Starting at the line below holding "get(next_purchase_invoice_number)" and stopping at the line holding "get(next_production_number)", print every line exactly, both ends included, and leave the rest out.

> **DATASET CONTENT**:
⟨

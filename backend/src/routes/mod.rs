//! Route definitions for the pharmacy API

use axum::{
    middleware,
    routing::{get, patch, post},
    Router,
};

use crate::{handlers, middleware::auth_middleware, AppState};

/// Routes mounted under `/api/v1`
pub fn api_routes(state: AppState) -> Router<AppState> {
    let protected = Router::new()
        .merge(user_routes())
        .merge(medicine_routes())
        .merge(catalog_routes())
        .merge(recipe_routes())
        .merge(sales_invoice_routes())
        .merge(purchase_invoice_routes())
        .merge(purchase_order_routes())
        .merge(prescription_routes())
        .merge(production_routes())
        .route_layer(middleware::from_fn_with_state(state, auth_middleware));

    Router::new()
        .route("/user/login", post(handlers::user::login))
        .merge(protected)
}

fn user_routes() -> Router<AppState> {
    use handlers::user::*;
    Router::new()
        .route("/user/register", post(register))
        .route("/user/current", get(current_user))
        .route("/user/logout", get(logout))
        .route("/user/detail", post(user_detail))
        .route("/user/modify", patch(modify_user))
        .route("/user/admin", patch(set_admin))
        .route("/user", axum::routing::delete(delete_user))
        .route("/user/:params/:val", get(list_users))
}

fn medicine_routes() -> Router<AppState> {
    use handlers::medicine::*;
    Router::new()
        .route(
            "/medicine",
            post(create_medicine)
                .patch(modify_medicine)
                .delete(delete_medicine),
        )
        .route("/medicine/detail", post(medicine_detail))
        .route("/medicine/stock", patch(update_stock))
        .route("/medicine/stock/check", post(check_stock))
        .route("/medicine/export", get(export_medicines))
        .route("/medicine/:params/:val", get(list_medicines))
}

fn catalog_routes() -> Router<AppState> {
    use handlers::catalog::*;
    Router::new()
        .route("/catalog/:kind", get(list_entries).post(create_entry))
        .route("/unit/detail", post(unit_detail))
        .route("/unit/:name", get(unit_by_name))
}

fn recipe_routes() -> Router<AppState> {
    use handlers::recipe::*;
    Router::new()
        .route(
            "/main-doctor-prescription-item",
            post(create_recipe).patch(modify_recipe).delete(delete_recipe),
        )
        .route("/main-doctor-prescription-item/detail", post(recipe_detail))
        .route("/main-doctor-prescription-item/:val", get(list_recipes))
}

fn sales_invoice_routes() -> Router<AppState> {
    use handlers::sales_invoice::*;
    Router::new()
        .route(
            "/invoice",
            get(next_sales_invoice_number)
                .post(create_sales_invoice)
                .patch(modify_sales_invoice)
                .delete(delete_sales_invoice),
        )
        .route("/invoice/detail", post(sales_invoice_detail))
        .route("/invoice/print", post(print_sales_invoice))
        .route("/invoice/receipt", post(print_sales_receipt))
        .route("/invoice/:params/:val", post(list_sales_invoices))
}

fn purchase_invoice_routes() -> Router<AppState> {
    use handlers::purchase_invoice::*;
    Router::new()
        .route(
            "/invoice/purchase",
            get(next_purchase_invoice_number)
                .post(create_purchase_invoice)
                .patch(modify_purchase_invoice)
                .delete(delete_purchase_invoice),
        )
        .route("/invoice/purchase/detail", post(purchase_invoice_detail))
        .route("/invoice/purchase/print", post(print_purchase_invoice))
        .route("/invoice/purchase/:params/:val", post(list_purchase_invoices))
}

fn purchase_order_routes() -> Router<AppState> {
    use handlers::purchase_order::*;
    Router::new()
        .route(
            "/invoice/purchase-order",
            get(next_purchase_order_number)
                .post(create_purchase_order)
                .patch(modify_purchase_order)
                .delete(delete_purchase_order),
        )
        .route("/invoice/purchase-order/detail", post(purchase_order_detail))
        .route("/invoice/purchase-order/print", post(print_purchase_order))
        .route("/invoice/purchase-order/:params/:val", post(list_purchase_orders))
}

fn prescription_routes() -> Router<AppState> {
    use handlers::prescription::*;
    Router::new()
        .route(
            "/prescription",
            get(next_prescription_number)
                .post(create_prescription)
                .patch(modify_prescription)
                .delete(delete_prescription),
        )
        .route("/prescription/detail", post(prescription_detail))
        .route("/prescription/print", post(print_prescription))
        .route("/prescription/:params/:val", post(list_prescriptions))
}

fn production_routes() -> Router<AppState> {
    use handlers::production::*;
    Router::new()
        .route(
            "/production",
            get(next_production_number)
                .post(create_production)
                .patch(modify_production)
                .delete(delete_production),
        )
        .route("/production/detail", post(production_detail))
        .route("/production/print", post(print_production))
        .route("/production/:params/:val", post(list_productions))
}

⟩
⟨

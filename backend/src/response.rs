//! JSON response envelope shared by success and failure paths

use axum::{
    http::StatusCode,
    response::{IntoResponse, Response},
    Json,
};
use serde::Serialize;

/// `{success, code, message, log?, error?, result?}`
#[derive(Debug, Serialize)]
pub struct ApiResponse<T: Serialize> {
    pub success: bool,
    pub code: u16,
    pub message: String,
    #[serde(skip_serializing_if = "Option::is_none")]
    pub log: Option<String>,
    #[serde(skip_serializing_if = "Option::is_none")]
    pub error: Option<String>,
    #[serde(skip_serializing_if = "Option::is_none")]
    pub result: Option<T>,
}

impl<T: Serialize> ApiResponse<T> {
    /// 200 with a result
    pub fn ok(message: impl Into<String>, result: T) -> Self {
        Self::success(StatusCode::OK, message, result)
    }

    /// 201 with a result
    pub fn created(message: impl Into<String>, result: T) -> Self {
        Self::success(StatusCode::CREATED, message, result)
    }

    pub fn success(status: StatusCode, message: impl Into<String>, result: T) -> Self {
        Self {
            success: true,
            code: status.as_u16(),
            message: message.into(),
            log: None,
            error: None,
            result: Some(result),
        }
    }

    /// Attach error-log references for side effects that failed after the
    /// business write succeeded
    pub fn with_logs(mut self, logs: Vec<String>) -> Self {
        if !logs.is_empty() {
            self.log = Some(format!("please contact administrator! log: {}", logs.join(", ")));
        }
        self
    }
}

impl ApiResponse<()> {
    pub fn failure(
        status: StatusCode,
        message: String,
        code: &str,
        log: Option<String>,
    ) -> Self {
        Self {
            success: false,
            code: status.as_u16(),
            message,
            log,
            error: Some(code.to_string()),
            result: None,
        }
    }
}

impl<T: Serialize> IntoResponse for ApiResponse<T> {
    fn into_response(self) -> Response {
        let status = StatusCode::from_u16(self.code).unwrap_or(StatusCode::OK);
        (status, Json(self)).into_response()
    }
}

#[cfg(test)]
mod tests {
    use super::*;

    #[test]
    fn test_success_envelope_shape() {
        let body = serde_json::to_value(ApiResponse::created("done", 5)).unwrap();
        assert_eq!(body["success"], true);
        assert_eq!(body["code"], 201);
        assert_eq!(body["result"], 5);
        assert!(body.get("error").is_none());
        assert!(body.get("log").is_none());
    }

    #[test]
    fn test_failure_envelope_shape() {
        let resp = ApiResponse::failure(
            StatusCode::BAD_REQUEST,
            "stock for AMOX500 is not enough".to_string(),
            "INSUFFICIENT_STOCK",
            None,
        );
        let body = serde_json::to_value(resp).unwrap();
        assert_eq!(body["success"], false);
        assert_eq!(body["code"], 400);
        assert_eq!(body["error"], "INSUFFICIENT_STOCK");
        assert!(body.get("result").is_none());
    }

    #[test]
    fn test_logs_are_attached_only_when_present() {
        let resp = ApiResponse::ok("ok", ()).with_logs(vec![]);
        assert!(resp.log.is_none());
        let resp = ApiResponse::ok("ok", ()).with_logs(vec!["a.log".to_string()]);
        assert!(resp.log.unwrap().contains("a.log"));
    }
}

⟩
⟨

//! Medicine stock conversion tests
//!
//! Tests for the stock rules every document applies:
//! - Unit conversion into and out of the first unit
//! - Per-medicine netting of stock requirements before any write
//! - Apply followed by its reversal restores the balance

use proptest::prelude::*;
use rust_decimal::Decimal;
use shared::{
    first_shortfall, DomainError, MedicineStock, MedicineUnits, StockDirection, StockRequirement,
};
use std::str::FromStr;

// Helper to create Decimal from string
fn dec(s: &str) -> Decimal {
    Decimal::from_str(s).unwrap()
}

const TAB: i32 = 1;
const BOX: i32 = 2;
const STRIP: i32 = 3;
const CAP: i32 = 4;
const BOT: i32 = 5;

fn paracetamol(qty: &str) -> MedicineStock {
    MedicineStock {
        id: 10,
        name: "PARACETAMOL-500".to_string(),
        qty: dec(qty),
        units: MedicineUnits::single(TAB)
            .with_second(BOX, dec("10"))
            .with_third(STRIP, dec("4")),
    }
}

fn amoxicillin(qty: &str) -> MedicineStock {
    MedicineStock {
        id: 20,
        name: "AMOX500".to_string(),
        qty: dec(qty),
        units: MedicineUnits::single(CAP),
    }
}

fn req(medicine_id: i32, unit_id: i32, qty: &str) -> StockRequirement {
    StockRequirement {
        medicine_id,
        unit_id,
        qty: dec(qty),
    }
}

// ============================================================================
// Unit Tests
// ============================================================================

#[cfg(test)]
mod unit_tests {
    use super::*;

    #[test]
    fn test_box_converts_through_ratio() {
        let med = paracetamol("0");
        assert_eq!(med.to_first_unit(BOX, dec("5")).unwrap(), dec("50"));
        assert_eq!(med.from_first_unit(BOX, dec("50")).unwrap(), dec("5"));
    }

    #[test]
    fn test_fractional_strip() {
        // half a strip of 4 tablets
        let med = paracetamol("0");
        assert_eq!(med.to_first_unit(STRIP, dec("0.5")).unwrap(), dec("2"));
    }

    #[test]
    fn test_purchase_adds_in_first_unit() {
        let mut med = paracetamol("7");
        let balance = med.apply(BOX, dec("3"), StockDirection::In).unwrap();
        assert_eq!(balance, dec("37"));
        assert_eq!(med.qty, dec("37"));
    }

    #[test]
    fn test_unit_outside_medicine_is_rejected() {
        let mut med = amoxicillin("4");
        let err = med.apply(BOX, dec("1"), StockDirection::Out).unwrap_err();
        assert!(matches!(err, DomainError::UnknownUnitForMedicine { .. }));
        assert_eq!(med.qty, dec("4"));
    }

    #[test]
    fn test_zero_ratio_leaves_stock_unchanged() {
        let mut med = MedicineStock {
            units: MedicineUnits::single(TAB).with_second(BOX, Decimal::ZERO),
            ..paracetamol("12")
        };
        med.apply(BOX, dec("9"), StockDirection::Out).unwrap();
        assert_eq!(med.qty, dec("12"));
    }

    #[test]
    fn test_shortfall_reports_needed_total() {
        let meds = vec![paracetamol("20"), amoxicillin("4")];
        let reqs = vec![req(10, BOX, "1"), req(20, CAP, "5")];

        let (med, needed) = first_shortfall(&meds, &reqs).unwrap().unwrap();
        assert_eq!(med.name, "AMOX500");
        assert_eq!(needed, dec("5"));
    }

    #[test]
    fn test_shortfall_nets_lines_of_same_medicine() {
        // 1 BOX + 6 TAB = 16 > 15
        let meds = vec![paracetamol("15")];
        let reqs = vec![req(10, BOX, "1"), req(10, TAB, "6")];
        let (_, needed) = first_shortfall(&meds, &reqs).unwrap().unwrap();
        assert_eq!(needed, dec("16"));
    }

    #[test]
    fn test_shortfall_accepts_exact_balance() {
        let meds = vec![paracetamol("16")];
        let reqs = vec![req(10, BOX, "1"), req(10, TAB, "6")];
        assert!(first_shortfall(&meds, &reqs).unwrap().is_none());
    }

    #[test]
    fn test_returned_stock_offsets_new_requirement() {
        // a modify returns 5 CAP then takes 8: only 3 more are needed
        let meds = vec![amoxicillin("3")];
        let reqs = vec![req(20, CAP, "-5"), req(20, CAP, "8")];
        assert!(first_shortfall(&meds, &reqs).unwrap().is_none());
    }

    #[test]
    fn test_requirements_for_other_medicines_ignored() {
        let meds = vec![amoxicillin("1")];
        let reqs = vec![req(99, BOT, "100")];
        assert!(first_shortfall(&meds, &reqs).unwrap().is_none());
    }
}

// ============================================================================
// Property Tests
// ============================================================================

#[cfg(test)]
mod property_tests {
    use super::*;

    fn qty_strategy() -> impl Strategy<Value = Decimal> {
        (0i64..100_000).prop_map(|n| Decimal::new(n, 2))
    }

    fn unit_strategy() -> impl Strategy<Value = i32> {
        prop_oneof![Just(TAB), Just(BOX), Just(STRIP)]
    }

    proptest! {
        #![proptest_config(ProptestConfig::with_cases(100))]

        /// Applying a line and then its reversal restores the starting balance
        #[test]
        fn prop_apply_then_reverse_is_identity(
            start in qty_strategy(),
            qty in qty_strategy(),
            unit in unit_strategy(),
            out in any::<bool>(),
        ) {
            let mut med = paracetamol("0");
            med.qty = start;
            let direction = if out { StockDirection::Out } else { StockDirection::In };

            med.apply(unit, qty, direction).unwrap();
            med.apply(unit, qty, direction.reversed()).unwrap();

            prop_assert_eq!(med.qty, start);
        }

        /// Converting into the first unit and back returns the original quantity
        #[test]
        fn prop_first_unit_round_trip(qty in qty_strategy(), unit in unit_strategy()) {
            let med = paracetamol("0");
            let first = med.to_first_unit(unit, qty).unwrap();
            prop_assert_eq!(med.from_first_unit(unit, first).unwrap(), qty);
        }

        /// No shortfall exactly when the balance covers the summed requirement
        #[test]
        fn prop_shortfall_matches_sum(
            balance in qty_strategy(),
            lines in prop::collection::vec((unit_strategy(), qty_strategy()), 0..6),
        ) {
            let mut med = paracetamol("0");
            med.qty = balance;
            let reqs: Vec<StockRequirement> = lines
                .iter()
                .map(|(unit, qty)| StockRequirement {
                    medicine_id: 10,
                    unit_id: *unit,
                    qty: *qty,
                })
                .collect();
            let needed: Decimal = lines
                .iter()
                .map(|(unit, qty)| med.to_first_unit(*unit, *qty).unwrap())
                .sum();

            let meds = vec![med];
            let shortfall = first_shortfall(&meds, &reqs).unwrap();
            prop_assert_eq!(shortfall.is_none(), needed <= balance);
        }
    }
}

⟩

> **EXPECTED OUTPUT**:
            get(next_purchase_invoice_number)
                .post(create_purchase_invoice)
                .patch(modify_purchase_invoice)
                .delete(delete_purchase_invoice),
        )
        .route("/invoice/purchase/detail", post(purchase_invoice_detail))
        .route("/invoice/purchase/print", post(print_purchase_invoice))
        .route("/invoice/purchase/:params/:val", post(list_purchase_invoices))
}

fn purchase_order_routes() -> Router<AppState> {
    use handlers::purchase_order::*;
    Router::new()
        .route(
            "/invoice/purchase-order",
            get(next_purchase_order_number)
                .post(create_purchase_order)
                .patch(modify_purchase_order)
                .delete(delete_purchase_order),
        )
        .route("/invoice/purchase-order/detail", post(purchase_order_detail))
        .route("/invoice/purchase-order/print", post(print_purchase_order))
        .route("/invoice/purchase-order/:params/:val", post(list_purchase_orders))
}

fn prescription_routes() -> Router<AppState> {
    use handlers::prescription::*;
    Router::new()
        .route(
            "/prescription",
            get(next_prescription_number)
                .post(create_prescription)
                .patch(modify_prescription)
                .delete(delete_prescription),
        )
        .route("/prescription/detail", post(prescription_detail))
        .route("/prescription/print", post(print_prescription))
        .route("/prescription/:params/:val", post(list_prescriptions))
}

fn production_routes() -> Router<AppState> {
    use handlers::production::*;
    Router::new()
        .route(
            "/production",
            get(next_production_number)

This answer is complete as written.